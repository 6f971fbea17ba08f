use std::collections::HashMap;
use std::sync::{Arc, Mutex};

use confab_protocol::RoomInfo;

use crate::room::Room;

/// Registry of all active rooms. Rooms are created lazily on first
/// reference and live for the lifetime of the process.
///
/// The hub lock is never held across room operations.
pub struct Hub {
    rooms: Mutex<HashMap<String, Arc<Room>>>,
    max_history: usize,
    context_limit: usize,
}

impl Hub {
    pub fn new(max_history: usize, context_limit: usize) -> Self {
        let max_history = if max_history == 0 { 1000 } else { max_history };
        Self {
            rooms: Mutex::new(HashMap::new()),
            max_history,
            context_limit,
        }
    }

    /// Return the named room, creating it if needed.
    pub fn get_or_create(&self, name: &str) -> Arc<Room> {
        let mut rooms = self.rooms.lock().expect("hub state poisoned");
        rooms
            .entry(name.to_string())
            .or_insert_with(|| {
                Arc::new(Room::with_context_limit(
                    name,
                    self.max_history,
                    self.context_limit,
                ))
            })
            .clone()
    }

    /// Return the named room, or None if it does not exist.
    pub fn get(&self, name: &str) -> Option<Arc<Room>> {
        let rooms = self.rooms.lock().expect("hub state poisoned");
        rooms.get(name).cloned()
    }

    /// Snapshot every active room.
    pub fn list(&self) -> Vec<RoomInfo> {
        let rooms: Vec<Arc<Room>> = {
            let rooms = self.rooms.lock().expect("hub state poisoned");
            rooms.values().cloned().collect()
        };
        rooms.iter().map(|r| r.snapshot()).collect()
    }

    pub fn room_count(&self) -> usize {
        let rooms = self.rooms.lock().expect("hub state poisoned");
        rooms.len()
    }
}

#[cfg(test)]
mod tests {
    use super::*;
    use crate::room::SPAWN_CONTEXT_LIMIT;
    use confab_protocol::{msg_type, Payload};
    use std::collections::HashMap as Map;

    #[test]
    fn get_or_create_returns_same_room() {
        let hub = Hub::new(100, SPAWN_CONTEXT_LIMIT);
        let a = hub.get_or_create("dev");
        let b = hub.get_or_create("dev");
        assert!(Arc::ptr_eq(&a, &b));
        assert_eq!(hub.room_count(), 1);
    }

    #[test]
    fn get_does_not_create() {
        let hub = Hub::new(100, SPAWN_CONTEXT_LIMIT);
        assert!(hub.get("nope").is_none());
        assert_eq!(hub.room_count(), 0);
    }

    #[test]
    fn list_snapshots_reflect_activity() {
        let hub = Hub::new(100, SPAWN_CONTEXT_LIMIT);
        let room = hub.get_or_create("dev");
        room.append("a", msg_type::TEXT, Payload::text("x"), Map::new());
        room.append("a", msg_type::TEXT, Payload::text("y"), Map::new());

        let list = hub.list();
        assert_eq!(list.len(), 1);
        assert_eq!(list[0].name, "dev");
        assert_eq!(list[0].message_count, 2);
        assert_eq!(list[0].last_seq, 2);
        assert_eq!(list[0].clients, 0);
    }

    #[test]
    fn zero_history_falls_back_to_default() {
        let hub = Hub::new(0, SPAWN_CONTEXT_LIMIT);
        let room = hub.get_or_create("dev");
        for _ in 0..10 {
            room.append("a", msg_type::TEXT, Payload::text("x"), Map::new());
        }
        assert_eq!(room.latest(100).len(), 10);
    }
}
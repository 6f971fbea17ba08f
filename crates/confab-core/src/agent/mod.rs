mod process;
mod runner;
mod service;

pub use process::ProcessRunner;
pub use runner::{build_reply_prompt, build_user_prompt, TurnError, TurnRequest, TurnRunner};
pub use service::AgentService;
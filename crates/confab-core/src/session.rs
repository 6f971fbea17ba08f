use std::collections::HashMap;
use std::sync::Mutex;

use thiserror::Error;
use tokio::sync::watch;

use confab_protocol::SpawnRequest;

#[derive(Debug, Error)]
pub enum SessionError {
    #[error("agent session already active for {sender} in room {room} (conv: {conv_id})")]
    Busy {
        room: String,
        sender: String,
        conv_id: String,
    },

    #[error("no active agent session for {sender} in room {room}")]
    NotFound { room: String, sender: String },
}

/// A `(room, sender, conv_id)` triple. Empty `conv_id` is a legal key for
/// user-initiated, unthreaded turns.
#[derive(Debug, Clone, PartialEq, Eq, Hash)]
struct SessionKey {
    room: String,
    sender: String,
    conv_id: String,
}

impl SessionKey {
    fn new(room: &str, sender: &str, conv_id: &str) -> Self {
        Self {
            room: room.to_string(),
            sender: sender.to_string(),
            conv_id: conv_id.to_string(),
        }
    }
}

struct ActiveSession {
    cancel_tx: watch::Sender<bool>,
}

/// Cancellation signal handed to the task running an agent turn. Resolves
/// when the session is stopped; stays pending forever otherwise.
pub struct CancelHandle {
    rx: watch::Receiver<bool>,
}

impl CancelHandle {
    pub async fn cancelled(&mut self) {
        loop {
            if *self.rx.borrow() {
                return;
            }
            if self.rx.changed().await.is_err() {
                // Session entry gone without a cancel; never resolve.
                std::future::pending::<()>().await;
            }
        }
    }

    pub fn is_cancelled(&self) -> bool {
        *self.rx.borrow()
    }
}

/// Tracks active agent turns and queued re-spawns.
///
/// At most one turn runs per `(room, sender, conv_id)`; triples differing
/// in any component run concurrently. When a spawn signal arrives for a
/// busy key, only the most recent signal is kept — a newer message
/// obsoletes an older one for the same thread.
pub struct SessionManager {
    state: Mutex<ManagerState>,
}

#[derive(Default)]
struct ManagerState {
    sessions: HashMap<SessionKey, ActiveSession>,
    pending: HashMap<SessionKey, SpawnRequest>,
}

impl SessionManager {
    pub fn new() -> Self {
        Self {
            state: Mutex::new(ManagerState::default()),
        }
    }

    /// Claim the key. Fails with `Busy` when a turn is already running.
    pub fn start(&self, room: &str, sender: &str, conv_id: &str) -> Result<CancelHandle, SessionError> {
        let mut st = self.state.lock().expect("session state poisoned");
        let key = SessionKey::new(room, sender, conv_id);
        if st.sessions.contains_key(&key) {
            return Err(SessionError::Busy {
                room: room.to_string(),
                sender: sender.to_string(),
                conv_id: conv_id.to_string(),
            });
        }
        let (cancel_tx, rx) = watch::channel(false);
        st.sessions.insert(key, ActiveSession { cancel_tx });
        Ok(CancelHandle { rx })
    }

    /// Release the key and atomically take any queued re-spawn signal.
    /// Idempotent: ending an unknown key returns None.
    pub fn end(&self, room: &str, sender: &str, conv_id: &str) -> Option<SpawnRequest> {
        let mut st = self.state.lock().expect("session state poisoned");
        let key = SessionKey::new(room, sender, conv_id);
        st.sessions.remove(&key);
        st.pending.remove(&key)
    }

    /// Record the latest pending signal for a busy key, overwriting any
    /// earlier one.
    pub fn queue_pending(&self, room: &str, sender: &str, conv_id: &str, signal: SpawnRequest) {
        let mut st = self.state.lock().expect("session state poisoned");
        st.pending.insert(SessionKey::new(room, sender, conv_id), signal);
    }

    /// Cancel every turn a user's agent is running in a room, across all
    /// conversation threads, dropping their queued signals.
    pub fn stop(&self, room: &str, sender: &str) -> Result<usize, SessionError> {
        let mut st = self.state.lock().expect("session state poisoned");
        let matching: Vec<SessionKey> = st
            .sessions
            .keys()
            .filter(|k| k.room == room && k.sender == sender)
            .cloned()
            .collect();
        if matching.is_empty() {
            return Err(SessionError::NotFound {
                room: room.to_string(),
                sender: sender.to_string(),
            });
        }
        for key in &matching {
            if let Some(session) = st.sessions.remove(key) {
                let _ = session.cancel_tx.send(true);
            }
            st.pending.remove(key);
        }
        Ok(matching.len())
    }

    pub fn is_active(&self, room: &str, sender: &str, conv_id: &str) -> bool {
        let st = self.state.lock().expect("session state poisoned");
        st.sessions.contains_key(&SessionKey::new(room, sender, conv_id))
    }

    pub fn active_count(&self) -> usize {
        let st = self.state.lock().expect("session state poisoned");
        st.sessions.len()
    }
}

impl Default for SessionManager {
    fn default() -> Self {
        Self::new()
    }
}
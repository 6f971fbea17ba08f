use std::env;
use std::net::SocketAddr;
use std::path::PathBuf;
use std::sync::Arc;
use std::time::Duration;

use confab_core::agent::ProcessRunner;
use confab_core::{build_router, AgentService, ServerConfig};
use tokio::net::TcpListener;

#[tokio::main]
async fn main() -> Result<(), Box<dyn std::error::Error>> {
    tracing_subscriber::fmt()
        .with_env_filter(
            tracing_subscriber::EnvFilter::try_from_default_env().unwrap_or_else(|_| "info".into()),
        )
        .init();

    let defaults = ServerConfig::default();

    let config = ServerConfig {
        bind: parse_socket("CONFAB_BIND", defaults.bind),
        max_history: parse_usize("CONFAB_MAX_HISTORY", defaults.max_history),
        heartbeat_interval: parse_duration("CONFAB_HEARTBEAT_SECS", defaults.heartbeat_interval),
        idle_timeout: parse_duration("CONFAB_IDLE_SECS", defaults.idle_timeout),
        max_frame_bytes: parse_usize("CONFAB_MAX_FRAME_BYTES", defaults.max_frame_bytes),
        context_limit: parse_usize("CONFAB_CONTEXT_LIMIT", defaults.context_limit),
    };

    let agents = if parse_bool("CONFAB_NO_AGENT", false) {
        tracing::info!("agent runner disabled");
        None
    } else {
        let bin = env::var("CONFAB_AGENT_BIN").unwrap_or_else(|_| "agent".to_string());
        let work_dir = env::var("CONFAB_AGENT_WORKDIR").ok().map(PathBuf::from);
        let server_url = env::var("CONFAB_SERVER_URL")
            .unwrap_or_else(|_| format!("http://localhost:{}", config.bind.port()));
        tracing::info!(%bin, %server_url, "agent runner enabled (local subprocess)");
        let runner = Arc::new(ProcessRunner::new(bin, work_dir, server_url));
        Some(AgentService::new(runner))
    };

    let app = build_router(config.clone(), agents);

    let listener = TcpListener::bind(config.bind).await?;
    tracing::info!(addr = %config.bind, "listening");

    axum::serve(
        listener,
        app.into_make_service_with_connect_info::<SocketAddr>(),
    )
    .await?;

    Ok(())
}

fn parse_socket(key: &str, default: SocketAddr) -> SocketAddr {
    match env::var(key) {
        Ok(v) => v.parse().unwrap_or(default),
        Err(_) => default,
    }
}

fn parse_bool(key: &str, default: bool) -> bool {
    match env::var(key) {
        Ok(v) => matches!(v.as_str(), "1" | "true" | "TRUE" | "yes" | "YES"),
        Err(_) => default,
    }
}

fn parse_duration(key: &str, default: Duration) -> Duration {
    match env::var(key) {
        Ok(v) => v.parse::<u64>().map(Duration::from_secs).unwrap_or(default),
        Err(_) => default,
    }
}

fn parse_usize(key: &str, default: usize) -> usize {
    match env::var(key) {
        Ok(v) => v.parse::<usize>().unwrap_or(default),
        Err(_) => default,
    }
}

........

= What is needed =
How many of the listing's lines include "bind"? State only that number.

= Answer to the exercise =
4